O volume de crédito destinado à indústria de transformação despencou ao longo da última década e acende um alerta sobre investimento e competitividade. De 2012 a 2024, a queda chega a 40%, segundo a Nota Econômica da CNI, com reflexos diretos na capacidade de ampliar a produção e incorporar tecnologia. Além disso, a participação da indústria no total de operações da economia encolheu de 27,2% para 13,7%, o que evidencia uma mudança estrutural na destinação do financiamento.
O movimento não decorre de retração do crédito agregado e sim de sua redistribuição no sistema financeiro. Nesse sentido, as carteiras para pessoas físicas avançaram com vigor enquanto o crédito para empresas ficou praticamente estagnado e o industrial cedeu. Por outro lado, a compressão de linhas de médio e longo prazos limita projetos com maturação mais lenta e dificulta a modernização do chão de fábrica.
Quais setores ganharam espaço e quais perderam?
O redirecionamento do crédito favoreceu o consumo das famílias e alguns ramos específicos da economia. Enquanto isso, a indústria de transformação e segmentos intensivos em capital perderam tração. A leitura dos dados mostra que serviços e administração pública ampliaram a fatia de financiamento ao passo que atividades industriais recuaram em termos reais. Além disso, a maior parcela do crédito passou a se concentrar em prazos curtos, o que reforça o foco em capital de giro.
Veja os outros setores
- Administração pública com alta de 118%;
- Pessoas físicas com avanço de 97%;
- Serviços financeiros com expansão de 49%;
- Agropecuária com crescimento de 38%;
- Eletricidade gás água e utilidades com alta de 20%;
- Outros serviços com aumento de 20%;
- Transporte e armazenagem com elevação de 6%;
- Comércio com crescimento de 3%;
- Total de pessoa jurídica com recuo de 4%;
- Indústria da construção com queda de 29%;
- Indústria extrativa com retração de 38%;
- Indústria de transformação com recuo de 40%;
O presidente da CNI, Ricardo Alban, diz que a retração do crédito à indústria é um sinal preocupante e revela um desequilíbrio estrutural na economia. “O crédito para a indústria tem um efeito multiplicador ímpar sobre os demais setores produtivos e é fundamental para o crescimento consistente do país. O sistema financeiro tem priorizado o consumo em detrimento da produção, comprometendo investimento, inovação e competitividade. Não bastasse isso, as taxas de juros elevadas e a escassez de crédito de longo prazo limitam a modernização do chão de fábrica e ampliam a dependência de importações. É urgente criar condições de financiamento mais adequadas para sustentar o crescimento produtivo do país”, afirma o presidente da CNI, Ricardo Alban.
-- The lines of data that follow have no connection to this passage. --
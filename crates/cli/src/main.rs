//! codeloom CLI
//!
//! CLI entry point for the codeloom duplication-detection pipeline.

use std::time::Duration;

use anyhow::Result;
use clap::Parser;
use tracing_subscriber::EnvFilter;

use codeloom_cli::{
    load_config, run_apply_command, run_doctor_command, run_find_duplicates_command,
    run_rank_command, run_rollback_command, Args, Command,
};
use codeloom_core::cache::QueryCache;
use codeloom_mcp_server::McpServerConfig;

#[tokio::main]
async fn main() -> Result<()> {
    // Initialize tracing to stderr before doing anything else.
    tracing_subscriber::fmt()
        .with_writer(std::io::stderr)
        .with_env_filter(EnvFilter::from_default_env())
        .try_init()
        .ok();

    let args = Args::parse();
    let config = load_config(&args);

    // One cache per process (§5/§9), constructed at startup alongside config
    // loading rather than freshly per subcommand invocation.
    let cache = QueryCache::new(config.cache.size, Duration::from_secs(config.cache.ttl_seconds));

    let exit_code = match &args.command {
        Command::McpServer => {
            let server_config = McpServerConfig::default()
                .with_project_root(config.project_root.clone())
                .with_config(config);
            match codeloom_mcp_server::run_mcp_server(server_config).await {
                Ok(()) => 0,
                Err(e) => {
                    eprintln!("Error: {e}");
                    1
                }
            }
        }
        Command::FindDuplicates(cmd_args) => run_find_duplicates_command(cmd_args, &config).await,
        Command::Rank(cmd_args) => run_rank_command(cmd_args, &config, &cache).await,
        Command::Apply(cmd_args) => run_apply_command(cmd_args, &config).await,
        Command::Rollback(cmd_args) => run_rollback_command(cmd_args, &config).await,
        Command::Doctor => run_doctor_command(&config),
    };

    if exit_code != 0 {
        std::process::exit(exit_code);
    }
    Ok(())
}
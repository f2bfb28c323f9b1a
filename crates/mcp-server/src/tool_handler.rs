//! MCP server handler exposing the duplication-detection pipeline as a tool
//! catalog (SPEC_FULL.md §E): each pipeline operation becomes one `Tool` with
//! a JSON-schema argument struct and a handler that calls straight into
//! `codeloom_core`, mirroring the teacher's `Tool::new` + `CallToolResult`
//! success/error mapping idiom.

use std::borrow::Cow;
use std::path::PathBuf;
use std::sync::Arc;
use std::time::Duration;

use rmcp::handler::server::ServerHandler;
use rmcp::model::{
    CallToolRequestParam, CallToolResult, Content, JsonObject, ListToolsResult,
    PaginatedRequestParam, ServerCapabilities, ServerInfo, Tool,
};
use rmcp::service::{RequestContext, RoleServer};
use rmcp::ErrorData as McpError;
use serde::{Deserialize, Serialize};
use serde_json::json;
use tracing::{error, info};

use codeloom_core::applicator::{ApplyOpts, Applicator};
use codeloom_core::backup::BackupStore;
use codeloom_core::cache::QueryCache;
use codeloom_core::codegen::CodeGenerator;
use codeloom_core::config::{Config, ConstructType};
use codeloom_core::detector::{DetectorParams, DuplicationDetector};
use codeloom_core::enrichment::{EnrichmentOpts, EnrichmentOrchestrator};
use codeloom_core::executor::{MatcherExecutor, MatcherOptions};
use codeloom_core::ranker::Ranker;
use codeloom_core::types::{Candidate, DuplicateGroup, EnrichedCandidate};
use codeloom_core::variation::VariationAnalyzer;
use codeloom_core::{Error, Result as CoreResult};

// ---------------------------------------------------------------------
// structural_search
// ---------------------------------------------------------------------

#[derive(Debug, Clone, Deserialize)]
pub struct StructuralSearchArgs {
    /// AST structural pattern, e.g. `$NAME($$$ARGS)` (mutually exclusive
    /// with `rule_doc`).
    #[serde(default)]
    pub pattern: Option<String>,
    /// Declarative rule document (mutually exclusive with `pattern`).
    #[serde(default)]
    pub rule_doc: Option<String>,
    pub language: String,
    /// Path to search, relative to the server's project root if relative.
    #[serde(default)]
    pub target_path: Option<String>,
    #[serde(default)]
    pub max_results: Option<usize>,
}

#[derive(Debug, Clone, Serialize)]
pub struct StructuralSearchResult {
    pub matches: Vec<codeloom_core::types::Match>,
}

// ---------------------------------------------------------------------
// find_duplicates
// ---------------------------------------------------------------------

#[derive(Debug, Clone, Deserialize)]
pub struct FindDuplicatesArgs {
    pub language: String,
    #[serde(default)]
    pub target_path: Option<String>,
    #[serde(default)]
    pub min_similarity: Option<f64>,
    #[serde(default)]
    pub min_lines: Option<u32>,
    #[serde(default)]
    pub construct_type: Option<String>,
    #[serde(default)]
    pub exclude_patterns: Option<Vec<String>>,
}

#[derive(Debug, Clone, Serialize)]
pub struct FindDuplicatesResult {
    pub groups: Vec<DuplicateGroup>,
}

// ---------------------------------------------------------------------
// rank_candidates
// ---------------------------------------------------------------------

#[derive(Debug, Clone, Deserialize)]
pub struct RankCandidatesArgs {
    pub groups: Vec<DuplicateGroup>,
    #[serde(default)]
    pub max: Option<usize>,
}

#[derive(Debug, Clone, Serialize)]
pub struct RankCandidatesResult {
    pub candidates: Vec<Candidate>,
}

// ---------------------------------------------------------------------
// enrich_candidates
// ---------------------------------------------------------------------

#[derive(Debug, Clone, Deserialize)]
pub struct EnrichCandidatesArgs {
    pub candidates: Vec<Candidate>,
    #[serde(default)]
    pub parallel: Option<bool>,
    #[serde(default)]
    pub max_workers: Option<u32>,
    #[serde(default)]
    pub timeout_per_candidate_seconds: Option<u64>,
    #[serde(default)]
    pub include_test_coverage: Option<bool>,
    #[serde(default)]
    pub max_candidates: Option<usize>,
}

#[derive(Debug, Clone, Serialize)]
pub struct EnrichCandidatesResult {
    pub enriched: Vec<EnrichedCandidate>,
}

// ---------------------------------------------------------------------
// generate_extraction
// ---------------------------------------------------------------------

#[derive(Debug, Clone, Deserialize)]
pub struct GenerateExtractionArgs {
    pub candidate: Candidate,
}

// ---------------------------------------------------------------------
// apply_deduplication
// ---------------------------------------------------------------------

#[derive(Debug, Clone, Deserialize)]
pub struct ApplyDeduplicationArgs {
    pub candidates: Vec<Candidate>,
    /// Defaults to `true` (§6): callers must opt in to a real write.
    #[serde(default)]
    pub dry_run: Option<bool>,
    #[serde(default)]
    pub target_file: Option<String>,
    #[serde(default)]
    pub language: Option<String>,
}

// ---------------------------------------------------------------------
// rollback
// ---------------------------------------------------------------------

#[derive(Debug, Clone, Deserialize)]
pub struct RollbackArgs {
    pub backup_id: String,
}

/// MCP server handler that exposes the codeloom pipeline as a tool catalog.
#[derive(Clone)]
pub struct CodeloomToolServer {
    /// Project root the pipeline operates against.
    pub project_root: PathBuf,
    /// Pipeline configuration (cache/executor/detector/enrichment surface).
    pub config: Config,
    /// Process-wide, one instance per server (§5/§9): constructed once here
    /// and shared across every `rank_candidates` call, not rebuilt per call.
    cache: Arc<QueryCache>,
}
O crédito de longo prazo está desaparecendo
A estrutura de financiamento ficou mais curta e mais cara para projetos industriais. Além disso, a análise por prazo mostra que o encurtamento é proporcionalmente maior quanto mais longo é o contrato. Enquanto isso, o curto prazo passou a ocupar parcela dominante do total destinado à indústria, o que é incompatível com investimentos em máquinas, P amp D e transição tecnológica.
- Crédito de curto prazo com queda de 33%;
- Crédito de médio prazo com retração de 55%;
- Crédito de longo prazo com redução de 64%
- Fatia do curto prazo na indústria com avanço de 73% em 2012, para 82% em 2024
Nesse sentido, o ambiente de financiamento prioriza liquidez imediata e posterga decisões estruturantes. Por outro lado, empresas que precisam de previsibilidade para investir acabam reduzindo escopo de projetos ou substituindo produção nacional por importações de bens de capital e insumos críticos.
O estudo lembra que até 2014 o crédito à indústria era igual ao de 2012. A partir da crise de 2015-2016, houve forte queda, impulsionada pelo encolhimento do setor e pelos juros elevados. Em 2017, o crédito já havia caído 34% em relação a 2012. Em 2020, durante a pandemia, houve um aumento no crédito de curto prazo à indústria, sustentado por juros baixos e pela necessidade de caixa imediato das empresas diante da paralisação das atividades. Passado esse período, a trajetória de queda foi retomada.
A redução do crédito afeta diretamente a indústria de transformação, mas também impacta toda a economia brasileira. Sem investimento suficiente, a produção não avança no mesmo ritmo do consumo. Isso fragiliza a balança comercial, aumenta a dependência de importações e compromete o crescimento de longo prazo.